Room is 5-year-old Jack’s world, solely inhabited by him, Ma, Plant and the nightly visits from Old Nick. He hasn’t been lied to about his surroundings, just not told the whole truth. It is from this state of awareness, but not of information, that the unnerving story is told. The adult world is filtered through the eyes and mouth of a young boy so removed, and yet so central, from the grimmest aspects of Outside. To Jack, Room is normal. Things that he sees on TV are just TVpeople and TVanimals; the air that gets brought in when Old Nick opens the door is Outside air; and the Skylight (the only source of natural light) is Outerspace. Jack describes these boundaries and worlds so thoroughly that we almost start to become part of Wall, Bed and Sink.
Donoghue commands the narrative so powerfully that it never slips or sounds contrite. In Jack’s speech pronouns are missing, verbs muddled and repetition adored. This jaunty narration makes Jack a thoroughly compelling and strange little character. Through his innocent eyes and thoughts, Donoghue pours the violence, horror and adult traumas of our Outside world. There is a constant feeling of discomfort for the reader as we are put in the position of knowing more than the protagonist. It is more than just dramatic irony; we know what needs to be ‘unlied’ and we feel that we are withholding information. We know that afternoon PhysEd is to make sure Jack’s limbs don’t atrophy; we know that Eye-Stretch through Skylight is to make sure that they don’t lose their longsighted abilities; and most disturbingly we know that an afternoon game of Scream isn’t just to have fun making a racket. We feel almost as uneasy as Ma in our knowing.
Yet by hearing the story from Jack’s perspective we are able to deal with the horror of his imprisonment; had it been told from Ma’s perspective we might have found it too harrowing and selfishly been able to shut the book and forget all about it.
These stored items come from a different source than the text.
//! Shared data contracts for the construction lifecycle crates.
//!
//! Nothing in here depends on the ECS runtime; `construction_core` and the
//! tooling both build on these plain serde types.

use std::fmt;
use std::iter::Sum;
use std::ops::{Add, AddAssign};

use serde::{Deserialize, Serialize};

mod catalog;

pub use catalog::{CatalogError, UnitCatalog, BUILTIN_UNIT_CATALOG};

#[derive(Debug, Clone, Copy, PartialEq, Eq, Hash, PartialOrd, Ord, Serialize, Deserialize)]
#[serde(rename_all = "snake_case")]
pub enum Faction {
    Terran,
    Protoss,
    Zerg,
}

impl Faction {
    pub const ALL: [Faction; 3] = [Faction::Terran, Faction::Protoss, Faction::Zerg];

    pub fn as_str(&self) -> &'static str {
        match self {
            Faction::Terran => "terran",
            Faction::Protoss => "protoss",
            Faction::Zerg => "zerg",
        }
    }
}

impl fmt::Display for Faction {
    fn fmt(&self, f: &mut fmt::Formatter<'_>) -> fmt::Result {
        f.write_str(self.as_str())
    }
}

/// Name of a unit or building type, e.g. `terran_barracks`.
#[derive(Debug, Clone, PartialEq, Eq, Hash, PartialOrd, Ord, Serialize, Deserialize)]
#[serde(transparent)]
pub struct UnitTypeId(pub String);

impl UnitTypeId {
    pub fn new(id: impl Into<String>) -> Self {
        Self(id.into())
    }

    pub fn as_str(&self) -> &str {
        &self.0
    }
}

impl fmt::Display for UnitTypeId {
    fn fmt(&self, f: &mut fmt::Formatter<'_>) -> fmt::Result {
        f.write_str(&self.0)
    }
}

impl From<&str> for UnitTypeId {
    fn from(value: &str) -> Self {
        Self(value.to_string())
    }
}

#[derive(Debug, Clone, Copy, PartialEq, Eq, Hash, Serialize, Deserialize)]
#[serde(rename_all = "snake_case")]
pub enum UnitCategory {
    Worker,
    Structure,
    Unit,
}

#[derive(Debug, Clone, PartialEq, Eq, Serialize, Deserialize)]
pub struct UnitTypeDefinition {
    pub id: UnitTypeId,
    pub faction: Faction,
    pub category: UnitCategory,
    #[serde(default)]
    pub mineral_cost: u32,
    #[serde(default)]
    pub gas_cost: u32,
    /// Structures produced by morphing an existing completed unit rather
    /// than by a worker on an empty site.
    #[serde(default)]
    pub morphs_from: Option<UnitTypeId>,
}

impl UnitTypeDefinition {
    pub fn is_structure(&self) -> bool {
        self.category == UnitCategory::Structure
    }

    pub fn is_worker(&self) -> bool {
        self.category == UnitCategory::Worker
    }

    pub fn cost(&self) -> ResourceCost {
        ResourceCost::new(self.mineral_cost, self.gas_cost)
    }
}

/// Build-tile coordinate.
#[derive(Debug, Clone, Copy, PartialEq, Eq, Hash, Default, Serialize, Deserialize)]
pub struct Position {
    pub x: i32,
    pub y: i32,
}

impl Position {
    pub const fn new(x: i32, y: i32) -> Self {
        Self { x, y }
    }

    pub fn distance_to(&self, other: Position) -> f32 {
        let dx = (self.x - other.x) as f32;
        let dy = (self.y - other.y) as f32;
        (dx * dx + dy * dy).sqrt()
    }

    pub fn offset(&self, dx: i32, dy: i32) -> Position {
        Position::new(self.x + dx, self.y + dy)
    }
}

impl fmt::Display for Position {
    fn fmt(&self, f: &mut fmt::Formatter<'_>) -> fmt::Result {
        write!(f, "({}, {})", self.x, self.y)
    }
}

#[derive(Debug, Clone, Copy, PartialEq, Eq, Default, Serialize, Deserialize)]
pub struct ResourceCost {
    pub minerals: u32,
    pub gas: u32,
}

impl ResourceCost {
    pub const ZERO: ResourceCost = ResourceCost {
        minerals: 0,
        gas: 0,
    };

    pub const fn new(minerals: u32, gas: u32) -> Self {
        Self { minerals, gas }
    }
}

impl Add for ResourceCost {
    type Output = ResourceCost;

    fn add(self, rhs: ResourceCost) -> ResourceCost {
        ResourceCost {
            minerals: self.minerals.saturating_add(rhs.minerals),
            gas: self.gas.saturating_add(rhs.gas),
        }
    }
}

impl AddAssign for ResourceCost {
    fn add_assign(&mut self, rhs: ResourceCost) {
        *self = *self + rhs;
    }
}

impl Sum for ResourceCost {
    fn sum<I: Iterator<Item = ResourceCost>>(iter: I) -> Self {
        iter.fold(ResourceCost::ZERO, Add::add)
    }
}

#[cfg(test)]
mod tests {
    use super::*;

    #[test]
    fn resource_costs_sum_per_component() {
        let total: ResourceCost = [ResourceCost::new(100, 0), ResourceCost::new(150, 100)]
            .into_iter()
            .sum();
        assert_eq!(total, ResourceCost::new(250, 100));
    }

    #[test]
    fn position_distance_is_euclidean() {
        let origin = Position::new(0, 0);
        assert_eq!(origin.distance_to(Position::new(3, 4)), 5.0);
        assert_eq!(origin.offset(2, -1), Position::new(2, -1));
    }

    #[test]
    fn faction_serializes_snake_case() {
        let json = serde_json::to_string(&Faction::Protoss).unwrap();
        assert_eq!(json, "\"protoss\"");
        let parsed: Faction = serde_json::from_str("\"zerg\"").unwrap();
        assert_eq!(parsed, Faction::Zerg);
    }
}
The only glimpse we have of Ma’s thoughts and feelings is from the epigraph:
It is an incredibly moving excerpt from Simonides’ Danaë; Ma’s voice, in this section, is dark and fraught. But in the metre and intonation Donoghue has created for Jack we are met with moments of lightness in his games, his interpretations and his fiercely close relationship with his mother.
Donoghue is also able to explore the human trait, or strength, of forming relationships through Jack and his innocence. He has no normal familial relationship – Mother and Father are certainly not functioning together, nor are Father and Son. But Mother and Son create the family themselves. The notion of Stockholm Syndrome is bandied around by some caustic journo from Outside, but Donoghue explores so many other bonds that define Ma and Jack far more than their forced relationship with their captor. Inside Room Jack forms bonds with everything, from Eggsnake (a toy snake made from eggshells) to the cork tiles that line the inside walls, but he cannot comprehend that Ma also has her own Ma. Once Outside, Jack, and Ma, must adjust to being part of a wider family and society. The reformation of Ma’s family is fraught and uneasy. But Donoghue is sympathetic to the complex and confused emotions of the characters.
Donoghue’s ability is to portray humans and relationships at their rawest. Nothing is saccharine or given a dose of Hollywood. In a dark and emotionally draining novel, she has captured the ability humans have to fight and to survive. And she has created a limitlessly intriguing young character to tell the tale.